The provided code iterates over all images per patient and the multi-image embedding seems to be computed using the current and all previous images. This still leads to an embedding number equal to the number of images, which is much more then 45k.

I also noticed in the provided embedding csv with 45k rows, that it only has around 8000 unique haim_ids. When I run the code on the 34K pickle files, there are around 19k haim patients with cxr images, leading to an embedding file with 125K rows including 19K unique haim ids. I assume this causes the discrepancy. Are there any haim patients of the 34K which you include for other reasons then not having an x-ray image during the stay?

lrsoenksen commented 1 year ago

Hi Chantal,

So we put all the code that we developed for the entirety of the project in the repo (so anything that we did should be there already). There may have been some bugs, but to our knowledge, all sampling and data processing was done quite carefully. I believe for many analyses. We only process embeddings for HAIM IDs where there is at least one image so that the multi-modality evaluation would make sense. Also, in many instances (but not all), a new image basically indicates a new time cut-off to produce an embedding. The embedding file that we provided has 45050 rows because downstream, I believe we sub-select for the clinical tasks that we were interested in the paper For example, for the 48 hr mortality, we excluded all embeddings and rows that probably corresponded to a patient staying in that visit less than 48 hrs. That itself may cut a bunch of rows. Also, patients with inconclusive diagnoses are also potentially excluded for the vision-heavy tasks. I'm sure you will find that the number of embeddings that we share will make sense once you go through the paper, code, and code notes carefully. We are currently working on a much-updated version of HAIM that we are changing from the ground up, so we are not supporting this specific code too much moving forward. I also encourage you to take our code make it your own (in a way) and improve it with the logic you think is most appropriated.

Warmest,

malika996 commented 1 year ago

Hi! I have the same problem with a slight difference: The number of generated pickle files is 34539, not 34537, which is different from the paper but similar to what you have in the corresponding notebook. So the raw number of haim_ids without additional sub-select is 34539. As I understand it, the uniqueness of haim_id is determined by stay_id.

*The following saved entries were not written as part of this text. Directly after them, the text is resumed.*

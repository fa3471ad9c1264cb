//! Shared test utilities for integration tests.
//!
//! Not all functions are used by every test file, but they're shared across tests.
#![allow(dead_code)]

use std::cell::Cell;
use std::path::Path;
use std::sync::atomic::{AtomicUsize, Ordering};

use async_trait::async_trait;
use changelog_ai::error::{AiError, GitError};
use changelog_ai::git::{CommitRecord, TagRecord, VcsSource};
use changelog_ai::llm::{Completer, CompletionRequest, ProviderConfig};
use git2::{Oid, Repository, Signature, Time};

/// Midnight UTC, 2024-01-01.
pub const JAN_1_2024: i64 = 1_704_067_200;

pub const DAY: i64 = 86_400;

/// A test git repository builder for integration tests.
pub struct TestRepo {
    pub dir: tempfile::TempDir,
    pub repo: Repository,
}

impl TestRepo {
    /// Create a new empty git repository in a temp directory.
    pub fn new() -> Self {
        let dir = tempfile::tempdir().expect("Failed to create temp directory");
        let repo = Repository::init(dir.path()).expect("Failed to init git repo");
        Self { dir, repo }
    }

    pub fn path(&self) -> &Path {
        self.dir.path()
    }

    fn signature_at(&self, secs: i64) -> Signature<'static> {
        Signature::new("Test User", "test@example.com", &Time::new(secs, 0))
            .expect("Failed to create signature")
    }

    /// Commit `content` to `path` with a fixed timestamp. Returns the commit OID.
    pub fn commit_at(&self, message: &str, path: &str, content: &str, secs: i64) -> Oid {
        let sig = self.signature_at(secs);

        let file_path = self.dir.path().join(path);
        if let Some(parent) = file_path.parent() {
            std::fs::create_dir_all(parent).expect("Failed to create directories");
        }
        std::fs::write(&file_path, content).expect("Failed to write test file");

        let mut index = self.repo.index().expect("Failed to get index");
        index.add_path(Path::new(path)).expect("Failed to add file");
        index.write().expect("Failed to write index");
        let tree_id = index.write_tree().expect("Failed to write tree");
        let tree = self.repo.find_tree(tree_id).expect("Failed to find tree");

        let parent = self.repo.head().ok().and_then(|h| h.peel_to_commit().ok());
        let parents: Vec<&git2::Commit> = parent.iter().collect();

        self.repo
            .commit(Some("HEAD"), &sig, &sig, message, &tree, &parents)
            .expect("Failed to create commit")
    }

    /// Commit a change to `test.txt` dated 2024-01-01.
    pub fn commit(&self, message: &str) -> Oid {
        self.commit_at(message, "test.txt", message, JAN_1_2024)
    }

    /// Create a lightweight tag pointing to the given OID.
    pub fn tag_lightweight(&self, name: &str, oid: Oid) {
        let obj = self.repo.find_object(oid, None).expect("Failed to find object");
        self.repo
            .tag_lightweight(name, &obj, false)
            .expect("Failed to create lightweight tag");
    }

    /// Create an annotated tag with a fixed tagger time.
    pub fn tag_annotated_at(&self, name: &str, oid: Oid, secs: i64) {
        let sig = self.signature_at(secs);
        let obj = self.repo.find_object(oid, None).expect("Failed to find object");
        self.repo
            .tag(name, &obj, &sig, name, false)
            .expect("Failed to create annotated tag");
    }

    /// Create a branch pointing to the given OID.
    pub fn branch(&self, name: &str, oid: Oid) {
        let commit = self.repo.find_commit(oid).expect("Failed to find commit");
        self.repo
            .branch(name, &commit, false)
            .expect("Failed to create branch");
    }
}

pub fn commit_record(hash: &str, date: &str, message: &str) -> CommitRecord {
    CommitRecord {
        hash: hash.to_string(),
        author: "Test User".to_string(),
        email: "test@example.com".to_string(),
        date: date.to_string(),
        message: message.to_string(),
    }
}

/// In-memory [`VcsSource`] that counts diff calls.
pub struct FakeVcs {
    pub commits: Vec<CommitRecord>,
    pub files: Vec<String>,
    pub diff: String,
    pub diff_calls: Cell<usize>,
    pub diff_stat_calls: Cell<usize>,
    /// File lists passed to `diff_text`, in call order.
    pub diff_scopes: std::cell::RefCell<Vec<Vec<String>>>,
}

impl FakeVcs {
    pub fn new(commits: Vec<CommitRecord>, files: &[&str]) -> Self {
        Self {
            commits,
            files: files.iter().map(|f| f.to_string()).collect(),
            diff: "+added line".to_string(),
            diff_calls: Cell::new(0),
            diff_stat_calls: Cell::new(0),
            diff_scopes: std::cell::RefCell::new(Vec::new()),
        }
    }

    pub fn empty() -> Self {
        Self::new(Vec::new(), &[])
    }
}

impl VcsSource for FakeVcs {
    fn list_tags(&self) -> Result<Vec<TagRecord>, GitError> {
        Ok(Vec::new())
    }

    fn commits_between(&self, from: &str, to: &str) -> Result<Vec<CommitRecord>, GitError> {
        if from == to {
            return Ok(Vec::new());
        }
        Ok(self.commits.clone())
    }

    fn changed_files(&self, _from: &str, _to: &str) -> Result<Vec<String>, GitError> {
        Ok(self.files.clone())
    }

    fn diff_text(&self, _from: &str, _to: &str, files: &[String]) -> Result<String, GitError> {
        self.diff_calls.set(self.diff_calls.get() + 1);
        self.diff_scopes.borrow_mut().push(files.to_vec());
        Ok(self.diff.clone())
    }

    fn diff_stat(&self, _from: &str, _to: &str, files: &[String]) -> Result<String, GitError> {
        self.diff_stat_calls.set(self.diff_stat_calls.get() + 1);
        Ok(format!(" {} files changed, 3 insertions(+)", files.len()))
    }

    fn ref_exists(&self, _reference: &str) -> bool {
        true
    }
}

/// [`Completer`] returning a canned answer and counting calls.
pub struct StubCompleter {
    response: Option<String>,
    calls: AtomicUsize,
}

impl StubCompleter {
    pub fn answering(text: &str) -> Self {
        Self {
            response: Some(text.to_string()),
            calls: AtomicUsize::new(0),
        }
    }

    /// A completer whose every call fails.
    pub fn failing() -> Self {
        Self {
            response: None,
            calls: AtomicUsize::new(0),
        }
    }

    pub fn calls(&self) -> usize {
        self.calls.load(Ordering::SeqCst)
    }
}

#[async_trait]
impl Completer for StubCompleter {
    async fn complete(
        &self,
        _request: &CompletionRequest,
        provider: &ProviderConfig,
    ) -> Result<String, AiError> {
        self.calls.fetch_add(1, Ordering::SeqCst);
        match &self.response {
            Some(text) => Ok(text.clone()),
            None => Err(AiError::Api {
                provider: provider.provider.to_string(),
                status: 503,
                body: "service unavailable".to_string(),
            }),
        }
    }
}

Using the scripts to create the embedding file, I get a file with 125628 rows - 13816 unique patients and 19483 unique haim_ids.

Maybe there are indeed other criteria that you also used to sub-select patients? Maybe the is_included flag in Generate_Embeddings.py is not always True?

Additionally, 'cxr_ic_fusion_1103.csv' contains 45052 rows, not counting the header, but some of them are 'corrupted'. I get the following for read_csv : ParserError: Error tokenizing data. C error: Expected 6405 fields in line 45052, saw 7173, which forced me to use on_bad_lines = 'skip' to get 45050. Does this have anything to do with why we're getting different embedding file sizes?

Thank you!

ChantalMP commented 1 year ago

Hi!

I get exactly the same results as you (34539 pickles, 125628 with 19483 HAIM ids) and the ParserError as well.

Did you also have duplicated img_ids in the resulting files? So patients with different haim_id, but the same dicom id and do you have any idea what caused this?

malika996 commented 1 year ago

The same thing for me.

There're some rows in 'cxr_ic_fusion_1103.csv' with duplicated img_id but different haim_id. In addition, some rows are identical. After removing duplicates based on img_id only, the provided embedding data contains 35605 samples, and it has 45034 samples after removing duplicates based on all available columns.

lrsoenksen commented 1 year ago

Hi All, We will look into it. When we did the processing in a supercluster at MIT we had some error handling functions in case the server was getting hanged during extraction of embeddings or training of models as it was passing through samples. That may be the source of the discrepancy (if any). While we investigate the issue, we recommend to make the code your own, download the data from Physionet and attempt to use the pieces of our code that you find useful to generate embeddings and train models. Thank you so much for your patience.